[I18n-sig] raw-unicode-escape encoding

Martin v. Loewis martin@v.loewis.de
08 Mar 2002 10:03:34 +0100


David Goodger <goodger@users.sourceforge.net> writes:

> [Martin v. Loewis]
> > Correct. raw-unicode-escape brings the Unicode string into a form
> > suitable for usage in Python source code. In Python source code,
> > bytes in range(128,256) are treated as Latin-1, regardless of your
> > system encoding.
> 
> That seems contrary to the Python Reference Manual, chapter 2,
> `Lexical analysis`__:
> 
>     Future compatibility note: It may be tempting to assume that the
>     character set for 8-bit characters is ISO Latin-1 ...
>     ... it is unwise to assume either Latin-1 or UTF-8, even though
>     the current implementation appears to favor Latin-1. This applies
>     both to the source character set and the run-time character set.

What contradiction do you see? The documentation says it is unwise to
assume anything non-ASCII, and that is certainly the case: it is not
wise to assume that.

I said that bytes above 128 are treated as Latin-1 in the current
implementation, and that is also a fact. Even though this is a fact,
is is not wise to make use of this fact - for example, PEP 263 will
change that; Python 2.3 likely will not assume that bytes above 128
are Latin-1, but will give a warning instead.


> "a form suitable for usage in Python source code": that's exactly what
> I want. Cross-platform compatibility requires 7-bit ASCII source code.
> The raw-unicode-escape codec produces 8-bit Latin-1, which doesn't
> survive the trip to MacOS.

If you put it into Python source, it sure does survive the trip to
MacOS - assuming you manage not to convert the Python source file when
putting it on a Mac disk.

You Mac text editor will not display it in the same way as Python
interprets it, but that can't change the way how the current Python
implementation interprets it.

> +1. But '\xa7' or '\u00a7' escapes? Using the former (which the
> unicode-escape codec currently does) assumes Latin-1 as the native
> encoding. Hex escapes ('\x##') know nothing about the encoding; they
> just produce raw bytes. Shouldn't unicode escapes always be of the
> '\u####' variety?

No. That makes absolutely no difference. \xXY, in a Unicode literal,
means "Unicode character with the numeric value 16*X + Y". \uVWXY mean
"Unicode character with the numeric value 4096*V+256*W+16*X+Y" (I
leave defining \UKLMNOPQR as an exercise :-). So if V and W are both
0, then \u00XY is precisely the same as \xXY. No assumption of Latin-1
here, anywhere.

> For that matter, shouldn't the internal representation distinguish? ::
> 
>     >>> u'\u2020\u00a7'
>     u'\u2020\xa7'

No, for the same reason.

> If I'm not mistaken, '\xa7' is *not* the same as '\u00a7'.

You are mistaken.

> Yes. In the Docutils test suite, most of the tests are data-driven
> from (input, expected output) pairs. Here's an example::
[...]
> This works fine for 7-bit strings. If the expected output contains any
> unicode, I have to escape it. 

It appears then that the raw-unicode-escape codec is not suited for
your application; you will probably need to write your own. This has
the advantage that you'll know exactly what it is doing.

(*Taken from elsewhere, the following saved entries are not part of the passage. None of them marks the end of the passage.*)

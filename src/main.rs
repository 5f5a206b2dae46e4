//! Alert helpers server - main entry point.
//!
//! Without `--listen` the process serves the single connection its host
//! opened over stdin/stdout; with `--listen` it accepts TCP connections.

use alert_helpers::datastore::uri::Namespace;
use alert_helpers::datastore::{DataStore, RestDataStore, RestUserDirectory};
use alert_helpers::email_templates::TemplateFileLister;
use alert_helpers::ipc::{ConnectionServer, Router};
use alert_helpers::Config;
use clap::Parser;
use std::net::SocketAddr;
use std::path::PathBuf;
use std::sync::Arc;
use std::time::Duration;

#[derive(Debug, Parser)]
#[command(name = "alert-helpers", version, about)]
struct Args {
    /// TCP address to listen on. Serves stdin/stdout when omitted.
    #[arg(long, env = "ALERT_HELPERS_LISTEN")]
    listen: Option<SocketAddr>,

    /// Host REST API root.
    #[arg(long, env = "ALERT_HELPERS_REST_URI")]
    rest_uri: Option<String>,

    /// Namespace owner for collection lookups.
    #[arg(long, env = "ALERT_HELPERS_OWNER")]
    owner: Option<String>,

    /// App holding the alert manager collections and templates.
    #[arg(long, env = "ALERT_HELPERS_APP")]
    app: Option<String>,

    /// Directory containing all apps.
    #[arg(long, env = "ALERT_HELPERS_APPS_DIR")]
    apps_dir: Option<PathBuf>,

    /// Per-request timeout for REST calls, e.g. `30s`.
    #[arg(long, env = "ALERT_HELPERS_REQUEST_TIMEOUT", value_parser = parse_duration)]
    request_timeout: Option<Duration>,

    /// Verify the REST API's TLS certificate.
    #[arg(long, env = "ALERT_HELPERS_VERIFY_TLS")]
    verify_tls: bool,

    /// Maximum concurrent TCP connections.
    #[arg(long, env = "ALERT_HELPERS_MAX_CONNECTIONS")]
    max_connections: Option<usize>,

    /// Log level used when RUST_LOG is unset.
    #[arg(long, env = "ALERT_HELPERS_LOG_LEVEL")]
    log_level: Option<String>,

    /// Emit JSON logs.
    #[arg(long)]
    json_logs: bool,
}

fn parse_duration(s: &str) -> Result<Duration, String> {
    humantime_serde::re::humantime::parse_duration(s).map_err(|e| e.to_string())
}

impl Args {
    fn into_config(self) -> Config {
        let mut config = Config::default();
        config.server.listen_addr = self.listen.map(|addr| addr.to_string());
        if let Some(rest_uri) = self.rest_uri {
            config.datastore.base_url = rest_uri;
        }
        if let Some(owner) = self.owner {
            config.datastore.owner = owner;
        }
        if let Some(app) = self.app {
            config.datastore.app = app.clone();
            config.templates.app = app;
        }
        if let Some(apps_dir) = self.apps_dir {
            config.templates.apps_dir = apps_dir;
        }
        if let Some(timeout) = self.request_timeout {
            config.datastore.request_timeout = timeout;
        }
        config.datastore.accept_invalid_certs = !self.verify_tls;
        if let Some(max_connections) = self.max_connections {
            config.ipc.max_connections = max_connections;
        }
        if let Some(level) = self.log_level {
            config.observability.log_level = level;
        }
        config.observability.json_logs |= self.json_logs;
        config
    }
}

#[tokio::main]
async fn main() -> Result<(), Box<dyn std::error::Error>> {
    let config = Args::parse().into_config();

    // Initialize observability
    alert_helpers::observability::init_tracing(&config.observability);

    let namespace = Namespace::new(&config.datastore.owner, &config.datastore.app);
    let store: Arc<dyn DataStore> = Arc::new(RestDataStore::new(&config.datastore)?);
    let users = Arc::new(RestUserDirectory::new(store.clone(), namespace.clone()));
    let templates = TemplateFileLister::from_config(&config.templates);

    let router = Arc::new(Router::new(
        store,
        users,
        templates,
        namespace,
        tracing::info_span!("helpers"),
    ));
    let server = Arc::new(ConnectionServer::new(router, config.ipc.clone()));

    tracing::info!("Alert helpers starting (rest_uri={})", config.datastore.base_url);

    let shutdown = {
        let server = server.clone();
        tokio::spawn(async move {
            if tokio::signal::ctrl_c().await.is_ok() {
                tracing::info!("Interrupt received, shutting down");
                server.shutdown();
            }
        })
    };

    match config.server.listen_addr.as_deref() {
        Some(addr) => server.serve(addr.parse()?).await?,
        None => server.serve_stdio().await?,
    }

    shutdown.abort();
    Ok(())
}
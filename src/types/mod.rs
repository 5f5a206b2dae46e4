//! Core types for the helpers endpoint.
//!
//! This module provides foundational types used throughout the system:
//! - **IDs**: Strongly-typed identifiers and the redacted session token
//! - **Errors**: Application error types with thiserror derives
//! - **Config**: Configuration structures for transport, data store and templates

mod config;
mod errors;
mod ids;

pub use config::{
    Config, DataStoreConfig, IpcConfig, ObservabilityConfig, ServerConfig, TemplatesConfig,
};
pub use errors::{Error, Result};
pub use ids::{IncidentId, SessionToken};
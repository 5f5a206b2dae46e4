//! Persistent-connection transport layer.
//!
//! Length-prefixed JSON frames carry one request envelope each; the router
//! answers every request frame with one response frame.

pub mod codec;
pub mod envelope;
pub mod handlers;
pub mod router;
pub mod server;

pub use envelope::{HelperRequest, HelperResponse, QueryParams};
pub use router::{Action, Router};
pub use server::ConnectionServer;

This is a general principle: The Python "pretty printer" algorithms"
have a specific semantic, suitable for a specific application
(normally: give some kind of output to the user of the interactive
prompt). People try to use those algorithms for different things all
the time, and complain if they don't do what they expect. In general,
the bug is not in Python, but in the application: to use the
algorithm, accept what it does in border cases. 

> [Marc-Andre Lemburg]
> > The unicode-escape codecs (raw and normal) both extend the
> > Latin-1 encoding with a few escaped characters.
> 
> Why Latin-1 and not 7-bit ASCII? Is that documented anywhere?

The unicode-escape codec is not documented at all. How do you know it
exists?

> I would like to use a codec which escapes all char for ord(char)
> from 128 up, but leaves all 7-bit ASCII alone. Is there any such
> beast?

"utf-7" fits that description, except that it will escape
'+'. Something that produces ASCII and does not escape anything does
not exist - you normally have to escape the escape character.